Sales Seminar columnist Bill Good notes that credible studies show that when money is inherited, the heirs frequently seek new advisors. To be on the receiving end of such transfers, advisors would do well to network with CPAs, lawyers and other professionals.
Good unveils a project he and others are working on, called Final Transitions Planning. It involves developing a nationwide network, organized into local chapters, of trusted professionals who will provide referrals to each other when clients need services related to end-of-life issues.
Dan Murphy, a Wells Fargo advisor and key figure in developing the project, explains how being part of such a network could help preserve existing client relationships, as well as generating referrals: “Using the resource we have built, you have an opportunity to help a client through one of life’s most difficult times. You bring a steady hand, and you bring real help by directing them to a process that the average person never learns because they go through this only a couple of times, have no experience, and are emotional wrecks. When you can help a client during the loss of a loved one, you have a client for life.”
Kenneth Silber's Political Monitor column looks at Americans Elect, an organization working to put an alternative to the Democratic and Republican candidates on ballots in this November's presidential election.
The group is conducting an Internet-based nominating process, culminating in an online convention in June. Among names that have risen high on a draftee list are Ron Paul, Jon Huntsman, Bernie Sanders and Michael Bloomberg. Some hopefuls actively seek the Americans Elect nomination, including former Louisiana Governor Buddy Roemer and Boston University economist Laurence Kotlikoff.
Americans Elect was founded by private-equity executive Peter Ackerman, and its backers include a number of financial industry executives. Consequently, Silber writes, the organization "is getting caught up in the contentious politics swirling around anything related to Wall Street this year." Left-leaning pundit Robert Kuttner, for instance, decried Americans Elect as a “well-funded, faux-reformist group” and “hedge-fund-spawned third party.”

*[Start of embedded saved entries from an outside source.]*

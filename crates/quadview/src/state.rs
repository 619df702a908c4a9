use std::fs;
use std::path::Path;

use anyhow::{Context, Result};
use serde::{Deserialize, Serialize};

/// Settings remembered between runs.
#[derive(Debug, Clone, Default, PartialEq, Eq, Serialize, Deserialize)]
#[serde(default)]
pub struct AppState {
    /// Option string of the last session.
    pub options: Option<String>,
}

impl AppState {
    pub fn load_or_default(path: &Path) -> Result<Self> {
        if path.exists() {
            let contents = fs::read_to_string(path)
                .with_context(|| format!("failed to read state file at {}", path.display()))?;
            let state: Self = toml::from_str(&contents)
                .with_context(|| format!("failed to parse state file at {}", path.display()))?;
            Ok(state)
        } else {
            Ok(Self::default())
        }
    }

    pub fn persist(&self, path: &Path) -> Result<()> {
        let dir = path
            .parent()
            .ok_or_else(|| anyhow::anyhow!("state path has no parent: {}", path.display()))?;
        fs::create_dir_all(dir).with_context(|| {
            format!(
                "failed to prepare directory for state file at {}",
                dir.display()
            )
        })?;
        let serialized = toml::to_string_pretty(self)
            .with_context(|| "failed to serialize state file to TOML".to_string())?;
        fs::write(path, serialized)
            .with_context(|| format!("failed to write state file to {}", path.display()))?;
        Ok(())
    }
}

#[cfg(test)]
mod tests {
    use super::*;
    use tempfile::TempDir;

    #[test]
    fn missing_file_yields_default() {
        let root = TempDir::new().unwrap();
        let state = AppState::load_or_default(&root.path().join("state.toml")).unwrap();
        assert_eq!(state, AppState::default());
    }

    #[test]
    fn persist_then_load() {
        let root = TempDir::new().unwrap();
        let path = root.path().join("nested/state.toml");
        let state = AppState {
            options: Some("shader:night/hd".to_string()),
        };
        state.persist(&path).unwrap();

        let contents = fs::read_to_string(&path).unwrap();
        assert!(contents.contains("options = \"shader:night/hd\""));
        assert_eq!(AppState::load_or_default(&path).unwrap(), state);
    }

    #[test]
    fn unknown_keys_are_tolerated() {
        let root = TempDir::new().unwrap();
        let path = root.path().join("state.toml");
        fs::write(&path, "options = \"start\"\nlegacy = 3\n").unwrap();
        let state = AppState::load_or_default(&path).unwrap();
        assert_eq!(state.options.as_deref(), Some("start"));
    }

    #[test]
    fn malformed_file_is_an_error() {
        let root = TempDir::new().unwrap();
        let path = root.path().join("state.toml");
        fs::write(&path, "options = [").unwrap();
        let err = AppState::load_or_default(&path).unwrap_err();
        assert!(err.to_string().contains("failed to parse state file"));
    }
}
mod bootstrap;
mod cli;
mod paths;
mod run;
mod state;

use anyhow::Result;
use cli::Command;

fn main() -> Result<()> {
    let cli = cli::parse();
    run::initialise_tracing();

    match cli.command {
        Some(Command::Where) => run::print_paths(&cli.run),
        None => run::run(cli.run),
    }
}
//! Per-frame values fed to the bound program and their std140 packing.
//!
//! The uniform block is described by a list of [`UniformDecl`]s rather than a
//! fixed `#[repr(C)]` struct so the same description drives both the GLSL
//! declaration emitted by [`crate::compile`] and the bytes written to the GPU.

use tracing::debug;

/// Mode sent while the loop is animating.
pub const MODE_ACTIVE: i32 = 100;
/// Mode sent while the loop is stopped.
pub const MODE_IDLE: i32 = 1000;

/// Values the controller maintains for the bound program.
#[derive(Debug, Clone, PartialEq)]
pub struct UniformState {
    /// Seconds of animated time; only advances while running.
    pub elapsed_time: f64,
    /// Render target size in pixels.
    pub resolution: (u32, u32),
    /// Pointer position normalised to `[-1, 1]` on both axes.
    pub pointer: [f32; 2],
    pub mode: i32,
}

impl UniformState {
    pub fn new(resolution: (u32, u32)) -> Self {
        Self {
            elapsed_time: 0.0,
            resolution,
            pointer: [0.0, 0.0],
            mode: MODE_IDLE,
        }
    }

    /// Value for the uniform called `name`, padded to three components.
    pub fn value(&self, name: &str) -> Option<[f32; 3]> {
        let value = match name {
            "time" => [self.elapsed_time as f32, 0.0, 0.0],
            "resolution" => [self.resolution.0 as f32, self.resolution.1 as f32, 0.0],
            "mouse" | "pointer" => [self.pointer[0], self.pointer[1], 0.0],
            "config" | "mode" => [self.mode as f32, 0.0, 0.0],
            _ => return None,
        };
        Some(value)
    }
}

/// GLSL type of a declared uniform.
#[derive(Debug, Clone, Copy, PartialEq, Eq)]
pub enum UniformKind {
    Float,
    Vec2,
    Vec3,
    Vec4,
}

impl UniformKind {
    pub fn glsl_type(self) -> &'static str {
        match self {
            UniformKind::Float => "float",
            UniformKind::Vec2 => "vec2",
            UniformKind::Vec3 => "vec3",
            UniformKind::Vec4 => "vec4",
        }
    }

    pub fn components(self) -> usize {
        match self {
            UniformKind::Float => 1,
            UniformKind::Vec2 => 2,
            UniformKind::Vec3 => 3,
            UniformKind::Vec4 => 4,
        }
    }

    /// std140 base alignment in bytes.
    fn alignment(self) -> usize {
        match self {
            UniformKind::Float => 4,
            UniformKind::Vec2 => 8,
            UniformKind::Vec3 | UniformKind::Vec4 => 16,
        }
    }
}

/// One uniform the bound program declares.
#[derive(Debug, Clone, PartialEq, Eq)]
pub struct UniformDecl {
    pub name: String,
    pub kind: UniformKind,
}

impl UniformDecl {
    pub fn new(name: impl Into<String>, kind: UniformKind) -> Self {
        Self {
            name: name.into(),
            kind,
        }
    }
}

/// Uniforms every built-in program expects.
pub fn default_decls() -> Vec<UniformDecl> {
    vec![
        UniformDecl::new("time", UniformKind::Float),
        UniformDecl::new("resolution", UniformKind::Vec2),
        UniformDecl::new("mouse", UniformKind::Vec2),
        UniformDecl::new("config", UniformKind::Vec3),
    ]
}

/// Byte offsets of each declared uniform inside a std140 block.
#[derive(Debug, Clone, PartialEq, Eq)]
pub struct UniformLayout {
    fields: Vec<(UniformDecl, usize)>,
    size: usize,
}

impl UniformLayout {
    pub fn new(decls: &[UniformDecl]) -> Self {
        let mut offset = 0usize;
        let mut fields = Vec::with_capacity(decls.len());
        for decl in decls {
            offset = align_to(offset, decl.kind.alignment());
            fields.push((decl.clone(), offset));
            offset += decl.kind.components() * 4;
        }
        // Uniform buffers must be a multiple of 16 bytes and never empty.
        let size = align_to(offset.max(16), 16);
        Self { fields, size }
    }

    /// Block size in bytes.
    pub fn size(&self) -> usize {
        self.size
    }

    pub fn offset_of(&self, name: &str) -> Option<usize> {
        self.fields
            .iter()
            .find(|(decl, _)| decl.name == name)
            .map(|(_, offset)| *offset)
    }

    pub fn decls(&self) -> impl Iterator<Item = &UniformDecl> {
        self.fields.iter().map(|(decl, _)| decl)
    }

    /// Packs `state` into std140 words; unknown names are left zeroed.
    pub fn pack(&self, state: &UniformState) -> Vec<f32> {
        let mut words = vec![0.0f32; self.size / 4];
        for (decl, offset) in &self.fields {
            let Some(value) = state.value(&decl.name) else {
                debug!(uniform = %decl.name, "no value for declared uniform; sending zeros");
                continue;
            };
            let start = offset / 4;
            let count = decl.kind.components().min(value.len());
            words[start..start + count].copy_from_slice(&value[..count]);
        }
        words
    }
}

fn align_to(offset: usize, alignment: usize) -> usize {
    offset.div_ceil(alignment) * alignment
}

#[cfg(test)]
mod tests {
    use super::*;

    #[test]
    fn default_layout_follows_std140() {
        let layout = UniformLayout::new(&default_decls());
        assert_eq!(layout.offset_of("time"), Some(0));
        assert_eq!(layout.offset_of("resolution"), Some(8));
        assert_eq!(layout.offset_of("mouse"), Some(16));
        assert_eq!(layout.offset_of("config"), Some(32));
        assert_eq!(layout.size(), 48);
    }

    #[test]
    fn pack_places_values_at_offsets() {
        let layout = UniformLayout::new(&default_decls());
        let mut state = UniformState::new((640, 360));
        state.elapsed_time = 2.5;
        state.pointer = [0.25, -0.5];
        state.mode = MODE_ACTIVE;

        let words = layout.pack(&state);
        assert_eq!(words.len(), 12);
        assert_eq!(words[0], 2.5);
        assert_eq!(&words[2..4], &[640.0, 360.0]);
        assert_eq!(&words[4..6], &[0.25, -0.5]);
        assert_eq!(words[8], MODE_ACTIVE as f32);
    }

    #[test]
    fn unknown_uniform_is_zeroed() {
        let decls = vec![
            UniformDecl::new("brightness", UniformKind::Float),
            UniformDecl::new("time", UniformKind::Float),
        ];
        let layout = UniformLayout::new(&decls);
        let mut state = UniformState::new((1, 1));
        state.elapsed_time = 1.0;
        assert_eq!(layout.pack(&state), vec![0.0, 1.0, 0.0, 0.0]);
    }

    #[test]
    fn new_state_is_idle_at_zero() {
        let state = UniformState::new((10, 20));
        assert_eq!(state.mode, MODE_IDLE);
        assert_eq!(state.elapsed_time, 0.0);
        assert_eq!(state.value("resolution"), Some([10.0, 20.0, 0.0]));
        assert_eq!(state.value("nope"), None);
    }
}
use std::path::PathBuf;

use clap::{Parser, Subcommand};

#[derive(Parser, Debug)]
#[command(
    name = "quadview",
    author,
    version,
    about = "Interactive GLSL shader viewer",
    arg_required_else_help = false
)]
pub struct Cli {
    #[command(flatten)]
    pub run: RunArgs,
    #[command(subcommand)]
    pub command: Option<Command>,
}

#[derive(Parser, Debug)]
pub struct RunArgs {
    /// Option string, e.g. `#shader:cube/start/hd`. Falls back to the saved one.
    #[arg(value_name = "OPTIONS")]
    pub options: Option<String>,

    /// Viewport size (e.g. `1280x720`); the render target is half of it unless `hd` is set.
    #[arg(long, value_name = "WIDTHxHEIGHT")]
    pub size: Option<String>,

    /// Extra directory of `*.frag`/`*.glsl` programs to register.
    #[arg(long, value_name = "DIR", env = "QUADVIEW_SHADER_DIR")]
    pub shader_dir: Option<PathBuf>,

    /// Override the state file location.
    #[arg(long, value_name = "FILE")]
    pub state_file: Option<PathBuf>,

    /// Print the registered shader names and exit.
    #[arg(long)]
    pub list_shaders: bool,

    /// Do not write the option string back to the state file.
    #[arg(long)]
    pub no_persist: bool,
}

#[derive(Subcommand, Debug)]
pub enum Command {
    /// Print resolved directories and the saved option string.
    Where,
}

pub fn parse() -> Cli {
    Cli::parse()
}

Silber cautions, though, that "if Americans Elect was designed to be a Wall Street vehicle, its engineers took a considerable risk in building it around a mechanism of online popular voting, especially at a moment of high public dissatisfaction with financial companies." Indeed, he observes, the prospective nominees include some high-profile advocates of measures likely to generate strong Wall Street opposition, such as Jon Huntsman's proposal to downsize the largest banks.